The UKHSA [15] has put under surveillance over 20 SARS-CoV-2 variants, of which five are variants of concern (VOC), six are variants under investigation (VUI) and at least 12 are variants in monitoring (VIM).  Eleven have Greek alphabet names, of which Delta and Omicron are currently the most dominant variants for the COVID-19 pandemic.  Clearly, new variants may render vaccines which were developed against previous variants less effective, because the selection pressure on viral mutation is specifically to overcome the defence of previously vaccine-induced antibodies.

The rapid appearance of new COVID variants may be caused [14] by vaccine-mediated immune escape, which is consistent with the above findings of relative risk enhancement of the vaccinated.  In the United Kingdom, the new Omicron variant probably emerged in early November and was detected two weeks later.  Figure 1 shows (blue bars) the Omicron variant appears to affect more severely the vaccinated younger age groups than in the unvaccinated or the older age groups.

Two cohorts ignored by clinical data, as mentioned above: asymptomatic and infection-recovered population with natural immunity are expected to continue to increase, because that growing community is integral to the process of developing herd immunity.  There is also mounting evidence [16] that natural immunity is superior to vaccine-induced immunity against fast mutating coronaviruses. The burgeoning numbers of those who have acquired herd immunity may render COVID-19 endemic like the common cold, making vaccination relatively less relevant in future.


Vaccine efficacy for COVID epidemiology should be measured using real-world data and not clinical data which have significant data selection bias.  United Kingdom data [2] show vaccine efficacy is dynamic and age-dependent, with vaccine relative risk enhancement occurring significantly in some age groups.  Both more asymptomatic breakthrough cases and more infection-recovered cases among the unvaccinated may explained why vaccines have recently had negative efficacy.

The unwavering, one-size-fits-all policy of mass vaccination, disregarding changing and accumulating contrary evidence may be exacerbating the COVID-19 pandemic.
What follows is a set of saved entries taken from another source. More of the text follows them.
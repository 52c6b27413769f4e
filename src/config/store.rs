use std::time::Duration;

use config::ConfigError;
use serde::Deserialize;
use serde::Serialize;

use crate::Error;
use crate::Result;

/// Connection parameters for the coordination store (etcd v3 gRPC gateway)
#[derive(Debug, Serialize, Deserialize, Clone)]
pub struct StoreConfig {
    /// Store endpoints, tried in order until one accepts a connection
    #[serde(default = "default_endpoints")]
    pub endpoints: Vec<String>,

    /// TCP connect timeout in milliseconds
    #[serde(default = "default_connect_timeout")]
    pub connect_timeout_in_ms: u64,

    /// Deadline for unary requests such as the bootstrap snapshot
    #[serde(default = "default_request_timeout")]
    pub request_timeout_in_ms: u64,

    /// TCP keepalive in seconds
    #[serde(default = "default_tcp_keepalive")]
    pub tcp_keepalive_in_secs: u64,

    /// Largest response accepted from the store, so a big snapshot still decodes
    #[serde(default = "default_max_decoding_message_size")]
    pub max_decoding_message_size: usize,
}

impl Default for StoreConfig {
    fn default() -> Self {
        Self {
            endpoints: default_endpoints(),
            connect_timeout_in_ms: default_connect_timeout(),
            request_timeout_in_ms: default_request_timeout(),
            tcp_keepalive_in_secs: default_tcp_keepalive(),
            max_decoding_message_size: default_max_decoding_message_size(),
        }
    }
}

impl StoreConfig {
    pub fn validate(&self) -> Result<()> {
        if self.endpoints.is_empty() {
            return Err(Error::Config(ConfigError::Message(
                "store.endpoints must contain at least one endpoint".into(),
            )));
        }

        for endpoint in &self.endpoints {
            if !endpoint.starts_with("http://") && !endpoint.starts_with("https://") {
                return Err(Error::Config(ConfigError::Message(format!(
                    "store endpoint {endpoint} must start with http:// or https://"
                ))));
            }
        }

        if self.connect_timeout_in_ms == 0 {
            return Err(Error::Config(ConfigError::Message(
                "store.connect_timeout_in_ms must be > 0".into(),
            )));
        }

        if self.request_timeout_in_ms == 0 {
            return Err(Error::Config(ConfigError::Message(
                "store.request_timeout_in_ms must be > 0".into(),
            )));
        }

        if self.max_decoding_message_size == 0 {
            return Err(Error::Config(ConfigError::Message(
                "store.max_decoding_message_size must be > 0".into(),
            )));
        }

        Ok(())
    }

    pub fn connect_timeout(&self) -> Duration {
        Duration::from_millis(self.connect_timeout_in_ms)
    }

    pub fn request_timeout(&self) -> Duration {
        Duration::from_millis(self.request_timeout_in_ms)
    }
}

fn default_endpoints() -> Vec<String> {
    vec!["http://127.0.0.1:2379".to_string()]
}
fn default_connect_timeout() -> u64 {
    10_000
}
fn default_request_timeout() -> u64 {
    5_000
}
fn default_tcp_keepalive() -> u64 {
    30
}
fn default_max_decoding_message_size() -> usize {
    i32::MAX as usize
}
//! Rule to limit the NPath complexity of methods.
//!
//! NPath counts acyclic execution paths: statements in sequence multiply,
//! alternatives of one branch (an `if` and its `else if`/`else` siblings,
//! the cases of a `switch`) add up. Every `&&` or `||` directly inside a
//! construct adds one path to it.
//!
//! # Configuration
//!
//! - `limit`: Maximum NPath complexity (default: 100)

use taylor_core::{Component, ComponentType, Priority, Rule, RuleOutcome, RuleSettings};

/// Rule name for NPath complexity.
pub const NAME: &str = "NPathComplexity";

/// Documentation link.
pub const URL: &str = "http://phpmd.org/rules/codesize.html#npathcomplexity";

/// Default limit.
pub const DEFAULT_LIMIT: usize = 100;

/// Limits the number of acyclic paths through a function.
#[derive(Debug, Clone)]
pub struct NPathComplexity {
    settings: RuleSettings,
}

impl Default for NPathComplexity {
    fn default() -> Self {
        Self::new()
    }
}

impl NPathComplexity {
    /// Creates a new rule with default settings.
    #[must_use]
    pub fn new() -> Self {
        Self {
            settings: RuleSettings::new(DEFAULT_LIMIT, Priority::P2),
        }
    }

    /// NPath complexity of the body of `component`.
    #[must_use]
    pub fn complexity(component: &Component) -> usize {
        range(component)
    }
}

/// Paths through the children of `component`.
fn range(component: &Component) -> usize {
    let children = &component.children;
    if component.is_a(ComponentType::Switch) {
        return (0..children.len())
            .map(|i| npath(children, i))
            .fold(0, usize::saturating_add);
    }
    (0..children.len())
        .filter(|&i| {
            !matches!(
                children[i].kind,
                ComponentType::And | ComponentType::Or | ComponentType::Else | ComponentType::ElseIf
            )
        })
        .map(|i| npath(children, i))
        .fold(1, usize::saturating_mul)
}

/// Number of `&&` and `||` directly inside `component`.
fn expression(component: &Component) -> usize {
    component
        .children
        .iter()
        .filter(|c| matches!(c.kind, ComponentType::And | ComponentType::Or))
        .count()
}

/// NPath of `siblings[index]`, which may depend on the sibling after it.
fn npath(siblings: &[Component], index: usize) -> usize {
    let component = &siblings[index];
    let next = siblings.get(index + 1);
    let own = || expression(component).saturating_add(range(component));

    match component.kind {
        ComponentType::Repeat | ComponentType::While | ComponentType::For => own().saturating_add(1),
        ComponentType::Else | ComponentType::Case | ComponentType::Brace => range(component),
        ComponentType::Switch => own(),
        ComponentType::If | ComponentType::Guard => match next {
            Some(n) if matches!(n.kind, ComponentType::Else | ComponentType::ElseIf) => {
                own().saturating_add(npath(siblings, index + 1))
            }
            _ => own().saturating_add(1),
        },
        ComponentType::ElseIf => match next {
            Some(n) if n.is_a(ComponentType::Else) => own().saturating_add(range(n)),
            _ => own(),
        },
        ComponentType::Ternary | ComponentType::NilCoalescing => {
            expression(component).saturating_add(2)
        }
        _ => 0,
    }
}

impl Rule for NPathComplexity {
    fn name(&self) -> &'static str {
        NAME
    }

    fn description(&self) -> &'static str {
        "Limits the number of acyclic execution paths through a method"
    }

    fn external_info_url(&self) -> &'static str {
        URL
    }

    fn settings(&self) -> &RuleSettings {
        &self.settings
    }

    fn settings_mut(&mut self) -> &mut RuleSettings {
        &mut self.settings
    }

    fn check(&self, component: &Component) -> RuleOutcome {
        if !component.is_a(ComponentType::Function) {
            return RuleOutcome::not_applicable();
        }
        let complexity = Self::complexity(component);
        let limit = self.limit();
        RuleOutcome::against_limit(complexity, limit, || {
            format!(
                "Method '{}' has a NPath Complexity of {complexity}. The allowed NPath Complexity is {limit}",
                component.display_name()
            )
        })
    }
}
Policy initiatives and problem perception are based on real-world data, whereas the vaccine solution is inconsistently based on clinical data. As the pandemic advances, with herd immunity spreading, vaccines have become relatively ineffective, but unrecognized by clinical data, due to new variants likely induced by vaccine-mediated immune escape [14,15] with effective natural immunity of the unvaccinated [16] in major age groups downplayed or ignored.